鬼束ちひろさんの「私とワルツを」について。

人気ある曲であり、とりわけ特にある種の面倒な人間――メンヘラに好かれがちな曲である。

この曲の歌詞からは、直感的には「あなたに手を差し伸べ、助けたい」という優しさを感じることはできるし、そのような解釈はしばしば目にする。YouTubeの公式動画にも、「慈愛に満ちた歌詞」と書かれている。実際私も十代の頃などはそのように感じた気もする。

しかし、今あらためて歌詞を読むと、優しさを装った自己中心的な懇願のように思う。

優しいものは とても怖いから
泣いてしまう あなたは優しいから

この部分は「あなたは優しいが、同時にとても怖い」と読めるように思う。「あなたは怖い」のだ。

ところで、歌詞に出てくる「あなた」は一貫して「あたし」から見えているものでしかない。

二番では「あたし」からみた「あなた」に対しての感情が歌われる。

失う時が いつか来る事も
知っているの 貴方は悲しい程
それでもなぜ生きようとするの
何も信じられないくせに
そんな寂しい期待で

これはあなたには助けが必要だという決めつけに他ならない。そしてそれは、私に助けを求めてくれという懇願。

悲鳴を上げて 名前を呼んで
一度だけでも それが最後でも
誰にも傷が付かないようにと
ひとりでなんて踊らないで
そして私とワルツを

はっきりと自己中心的になる。

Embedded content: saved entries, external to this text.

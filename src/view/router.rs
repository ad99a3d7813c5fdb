use parking_lot::Mutex;

/// Well-known paths of the hosting application.
pub mod routes {
    /// The public landing page.
    pub const PUBLIC_ENTRY: &str = "/";
    /// Where authenticated users land after sign-in.
    pub const PROTECTED_LANDING: &str = "/projects";
}

/// The router is consumed, not owned: the lifecycle core asks it to
/// navigate and to report the current location, nothing more.
pub trait ViewRouter: Send + Sync {
    fn current_path(&self) -> String;

    /// Navigate to `path`; `replace` swaps the current history entry
    /// instead of pushing a new one.
    fn navigate(&self, path: &str, replace: bool);
}

struct RouterInner {
    path: String,
    history: Vec<(String, bool)>,
}

/// Router that records navigations, for tests and the demo harness.
pub struct RecordingRouter {
    inner: Mutex<RouterInner>,
}

impl RecordingRouter {
    pub fn new() -> Self {
        Self::at(routes::PUBLIC_ENTRY)
    }

    pub fn at(path: &str) -> Self {
        Self {
            inner: Mutex::new(RouterInner {
                path: path.to_string(),
                history: Vec::new(),
            }),
        }
    }

    /// All navigations performed so far, as `(path, replace)` pairs.
    pub fn navigations(&self) -> Vec<(String, bool)> {
        self.inner.lock().history.clone()
    }

    /// Simulate the user moving around outside the lifecycle core.
    pub fn set_path(&self, path: &str) {
        self.inner.lock().path = path.to_string();
    }
}

impl Default for RecordingRouter {
    fn default() -> Self {
        Self::new()
    }
}

impl ViewRouter for RecordingRouter {
    fn current_path(&self) -> String {
        self.inner.lock().path.clone()
    }

    fn navigate(&self, path: &str, replace: bool) {
        let mut inner = self.inner.lock();
        inner.path = path.to_string();
        inner.history.push((path.to_string(), replace));
    }
}
use std::time::Duration;

use async_trait::async_trait;

/// Injectable delay source so the retry policy and the loading-timeout
/// stay deterministic under paused test time.
#[async_trait]
pub trait Sleeper: Send + Sync {
    async fn sleep(&self, duration: Duration);
}

/// Production sleeper over the tokio timer wheel.
pub struct TokioSleeper;

#[async_trait]
impl Sleeper for TokioSleeper {
    async fn sleep(&self, duration: Duration) {
        tokio::time::sleep(duration).await;
    }
}
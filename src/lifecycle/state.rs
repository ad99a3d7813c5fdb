use std::sync::atomic::{AtomicBool, Ordering};

use serde::{Deserialize, Serialize};
use tokio::sync::watch;

use crate::identity::UserRecord;

/// Coarse lifecycle stage of the session state machine.
#[derive(Debug, Clone, Copy, PartialEq, Eq, Serialize, Deserialize)]
#[serde(rename_all = "snake_case")]
pub enum AuthPhase {
    /// Synchronous default at tab start; left immediately.
    Uninitialized,
    /// A reconciliation or profile resolution is in flight. At most one
    /// instance at a time.
    Checking,
    /// Terminal until a sign-out/sign-in cycle.
    Ready,
}

/// The core's exported truth. A session can exist before the profile
/// lookup completes, so `authenticated` is independent of `user`;
/// `authenticated` with no user after `Ready` means profile resolution
/// exhausted its retries.
#[derive(Debug, Clone, PartialEq, Serialize, Deserialize)]
pub struct AuthState {
    pub phase: AuthPhase,
    pub user: Option<UserRecord>,
    pub authenticated: bool,
}

impl Default for AuthState {
    fn default() -> Self {
        Self {
            phase: AuthPhase::Uninitialized,
            user: None,
            authenticated: false,
        }
    }
}

impl AuthState {
    pub fn is_ready(&self) -> bool {
        self.phase == AuthPhase::Ready
    }
}

/// Single-writer state cell. The controller holds the sender; every other
/// component observes through [`AuthStateCell::subscribe`] and never
/// mutates. Unmounting drops late writes after teardown.
pub struct AuthStateCell {
    tx: watch::Sender<AuthState>,
    mounted: AtomicBool,
}

impl AuthStateCell {
    pub fn new() -> Self {
        let (tx, _) = watch::channel(AuthState::default());
        Self {
            tx,
            mounted: AtomicBool::new(true),
        }
    }

    pub fn subscribe(&self) -> watch::Receiver<AuthState> {
        self.tx.subscribe()
    }

    pub fn snapshot(&self) -> AuthState {
        self.tx.borrow().clone()
    }

    /// Apply a mutation and notify watchers. Returns false (and leaves the
    /// state untouched) once the cell is unmounted.
    pub(crate) fn publish<F: FnOnce(&mut AuthState)>(&self, mutate: F) -> bool {
        if !self.mounted.load(Ordering::Acquire) {
            return false;
        }
        self.tx.send_modify(mutate);
        true
    }

    pub(crate) fn unmount(&self) {
        self.mounted.store(false, Ordering::Release);
    }

    pub fn is_mounted(&self) -> bool {
        self.mounted.load(Ordering::Acquire)
    }
}

impl Default for AuthStateCell {
    fn default() -> Self {
        Self::new()
    }
}

#[cfg(test)]
mod tests {
    use super::*;

    #[test]
    fn starts_uninitialized_and_signed_out() {
        let cell = AuthStateCell::new();
        let state = cell.snapshot();
        assert_eq!(state.phase, AuthPhase::Uninitialized);
        assert!(state.user.is_none());
        assert!(!state.authenticated);
    }

    #[test]
    fn publish_notifies_watchers() {
        let cell = AuthStateCell::new();
        let rx = cell.subscribe();
        assert!(cell.publish(|s| s.phase = AuthPhase::Checking));
        assert_eq!(rx.borrow().phase, AuthPhase::Checking);
    }

    #[test]
    fn unmounted_cell_drops_writes() {
        let cell = AuthStateCell::new();
        cell.unmount();
        assert!(!cell.publish(|s| s.authenticated = true));
        assert!(!cell.snapshot().authenticated);
    }
}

一度でもいい、最後でもいい、お願いだから私を頼ってくれという懇願。

助けてあげたい優しさを装ってはいても、言いたいことはつまり「私を見て」ということ。

この曲は、最初から最後まで、優しさを装いながら「私を見て」と言っている。

「あなた」は助けが必要だと決めつけ、助けてあげられるのは「あたし」だけ。そういう世界観。

こういった考え方は、実にメンヘラ的。だけどその自己中心的な優しさは、私を見てほしいという懇願で、それは勝手な優しさだけど、「私を助けて」という心からの叫び。

「私を見て」なんて、そんな我儘は言えない。だからこうして優しさを装う。そうやって自分さえも騙す。それはとても自己中心的だけど、紛れもない心からの叫び。

そして「どうか私をワルツを」と、弱々しく、回りくどく、来ることのない助けを求める。